START The records

//! 列表查询通用参数
//!
//! 查询字符串里的值都是字符串，`#[serde(flatten)]` 之后 serde 不再做数字解析，
//! 所以数字和布尔过滤字段需要这里的宽松反序列化函数。

use std::fmt;
use std::marker::PhantomData;
use std::str::FromStr;

use sea_orm::Order;
use serde::de::{self, Deserializer, Visitor};
use serde::Deserialize;

use super::PaginationQuery;

// 列表查询参数：分页 + 搜索 + 排序
#[derive(Debug, Clone, Default, Deserialize)]
pub struct ListQuery {
    #[serde(flatten)]
    pub pagination: PaginationQuery,
    pub search: Option<String>,
    pub ordering: Option<String>,
}

impl ListQuery {
    /// 去掉首尾空白后的搜索词，空串视为未提供
    pub fn search_term(&self) -> Option<&str> {
        self.search
            .as_deref()
            .map(str::trim)
            .filter(|s| !s.is_empty())
    }

    /// 解析 `ordering=name,-created_at` 为 (字段, 方向) 列表
    pub fn ordering_fields(&self) -> Vec<(&str, Order)> {
        parse_ordering(self.ordering.as_deref())
    }
}

pub fn parse_ordering(raw: Option<&str>) -> Vec<(&str, Order)> {
    raw.map(|raw| {
        raw.split(',')
            .map(str::trim)
            .filter(|s| !s.is_empty())
            .map(|field| match field.strip_prefix('-') {
                Some(name) => (name, Order::Desc),
                None => (field, Order::Asc),
            })
            .filter(|(name, _)| !name.is_empty())
            .collect()
    })
    .unwrap_or_default()
}

/// 可选数字过滤字段，接受数字或数字字符串，空串视为未提供
pub fn deserialize_opt_number<'de, D, T>(deserializer: D) -> Result<Option<T>, D::Error>
where
    D: Deserializer<'de>,
    T: FromStr,
    T::Err: fmt::Display,
{
    struct NumberVisitor<T>(PhantomData<T>);

    impl<'de, T> Visitor<'de> for NumberVisitor<T>
    where
        T: FromStr,
        T::Err: fmt::Display,
    {
        type Value = Option<T>;

        fn expecting(&self, formatter: &mut fmt::Formatter) -> fmt::Result {
            formatter.write_str("a number or a string containing a number")
        }

        fn visit_none<E: de::Error>(self) -> Result<Self::Value, E> {
            Ok(None)
        }

        fn visit_unit<E: de::Error>(self) -> Result<Self::Value, E> {
            Ok(None)
        }

        fn visit_some<D2>(self, deserializer: D2) -> Result<Self::Value, D2::Error>
        where
            D2: Deserializer<'de>,
        {
            deserializer.deserialize_any(self)
        }

        fn visit_i64<E: de::Error>(self, value: i64) -> Result<Self::Value, E> {
            self.visit_str(&value.to_string())
        }

        fn visit_u64<E: de::Error>(self, value: u64) -> Result<Self::Value, E> {
            self.visit_str(&value.to_string())
        }

        fn visit_str<E: de::Error>(self, value: &str) -> Result<Self::Value, E> {
            let value = value.trim();
            if value.is_empty() {
                return Ok(None);
            }
            value
                .parse::<T>()
                .map(Some)
                .map_err(|e| E::custom(format!("invalid number '{value}': {e}")))
        }
    }

    deserializer.deserialize_any(NumberVisitor(PhantomData))
}

/// 可选布尔过滤字段，接受 true/false/1/0（大小写不敏感）
pub fn deserialize_opt_bool<'de, D>(deserializer: D) -> Result<Option<bool>, D::Error>
where
    D: Deserializer<'de>,
{
    struct BoolVisitor;

    impl<'de> Visitor<'de> for BoolVisitor {
        type Value = Option<bool>;

        fn expecting(&self, formatter: &mut fmt::Formatter) -> fmt::Result {
            formatter.write_str("a boolean or one of true/false/1/0")
        }

        fn visit_none<E: de::Error>(self) -> Result<Self::Value, E> {
            Ok(None)
        }

        fn visit_unit<E: de::Error>(self) -> Result<Self::Value, E> {
            Ok(None)
        }

        fn visit_some<D2>(self, deserializer: D2) -> Result<Self::Value, D2::Error>
        where
            D2: Deserializer<'de>,
        {
            deserializer.deserialize_any(self)
        }

        fn visit_bool<E: de::Error>(self, value: bool) -> Result<Self::Value, E> {
            Ok(Some(value))
        }

        fn visit_str<E: de::Error>(self, value: &str) -> Result<Self::Value, E> {
            match value.trim().to_ascii_lowercase().as_str() {
                "" => Ok(None),
                "true" | "1" => Ok(Some(true)),
                "false" | "0" => Ok(Some(false)),
                other => Err(E::custom(format!("invalid boolean '{other}'"))),
            }
        }
    }

    deserializer.deserialize_any(BoolVisitor)
}

#[cfg(test)]
mod tests {
    use super::*;

    #[derive(Debug, Deserialize)]
    struct Params {
        #[serde(flatten)]
        list: ListQuery,
        #[serde(default, deserialize_with = "deserialize_opt_number")]
        program: Option<i64>,
        #[serde(default, deserialize_with = "deserialize_opt_bool")]
        is_active: Option<bool>,
    }

    fn parse(qs: &str) -> Result<Params, actix_web::error::QueryPayloadError> {
        actix_web::web::Query::<Params>::from_query(qs).map(|q| q.into_inner())
    }

    #[test]
    fn test_flattened_query_string() {
        let params = parse(
            "page=2&page_size=5&search=ali&ordering=-id&program=7&is_active=True",
        )
        .unwrap();
        assert_eq!(params.list.pagination.page, 2);
        assert_eq!(params.list.pagination.page_size, 5);
        assert_eq!(params.list.search_term(), Some("ali"));
        assert_eq!(params.program, Some(7));
        assert_eq!(params.is_active, Some(true));
    }

    #[test]
    fn test_empty_filters_are_ignored() {
        let params = parse("program=&is_active=&search=%20").unwrap();
        assert_eq!(params.program, None);
        assert_eq!(params.is_active, None);
        assert_eq!(params.list.search_term(), None);
    }

    #[test]
    fn test_bad_number_rejected() {
        assert!(parse("program=abc").is_err());
    }

    #[test]
    fn test_parse_ordering() {
        let fields = parse_ordering(Some("full_name, -enrollment_year,,-"));
        assert_eq!(
            fields,
            vec![("full_name", Order::Asc), ("enrollment_year", Order::Desc)]
        );
        assert!(parse_ordering(None).is_empty());
    }
}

END The records

→ Exercise directions:
Looking back over the data above, restate word for word the lines that begin at the line with "struct NumberVisitor<T>(PhantomData<T>);" and end at the line with "type Value = Option<bool>;", inclusive.

→ Solution to the problem:
    struct NumberVisitor<T>(PhantomData<T>);

    impl<'de, T> Visitor<'de> for NumberVisitor<T>
    where
        T: FromStr,
        T::Err: fmt::Display,
    {
        type Value = Option<T>;

        fn expecting(&self, formatter: &mut fmt::Formatter) -> fmt::Result {
            formatter.write_str("a number or a string containing a number")
        }

        fn visit_none<E: de::Error>(self) -> Result<Self::Value, E> {
            Ok(None)
        }

        fn visit_unit<E: de::Error>(self) -> Result<Self::Value, E> {
            Ok(None)
        }

        fn visit_some<D2>(self, deserializer: D2) -> Result<Self::Value, D2::Error>
        where
            D2: Deserializer<'de>,
        {
            deserializer.deserialize_any(self)
        }

        fn visit_i64<E: de::Error>(self, value: i64) -> Result<Self::Value, E> {
            self.visit_str(&value.to_string())
        }

        fn visit_u64<E: de::Error>(self, value: u64) -> Result<Self::Value, E> {
            self.visit_str(&value.to_string())
        }

        fn visit_str<E: de::Error>(self, value: &str) -> Result<Self::Value, E> {
            let value = value.trim();
            if value.is_empty() {
                return Ok(None);
            }
            value
                .parse::<T>()
                .map(Some)
                .map_err(|e| E::custom(format!("invalid number '{value}': {e}")))
        }
    }

    deserializer.deserialize_any(NumberVisitor(PhantomData))
}

/// 可选布尔过滤字段，接受 true/false/1/0（大小写不敏感）
pub fn deserialize_opt_bool<'de, D>(deserializer: D) -> Result<Option<bool>, D::Error>
where
    D: Deserializer<'de>,
{
    struct BoolVisitor;

    impl<'de> Visitor<'de> for BoolVisitor {
        type Value = Option<bool>;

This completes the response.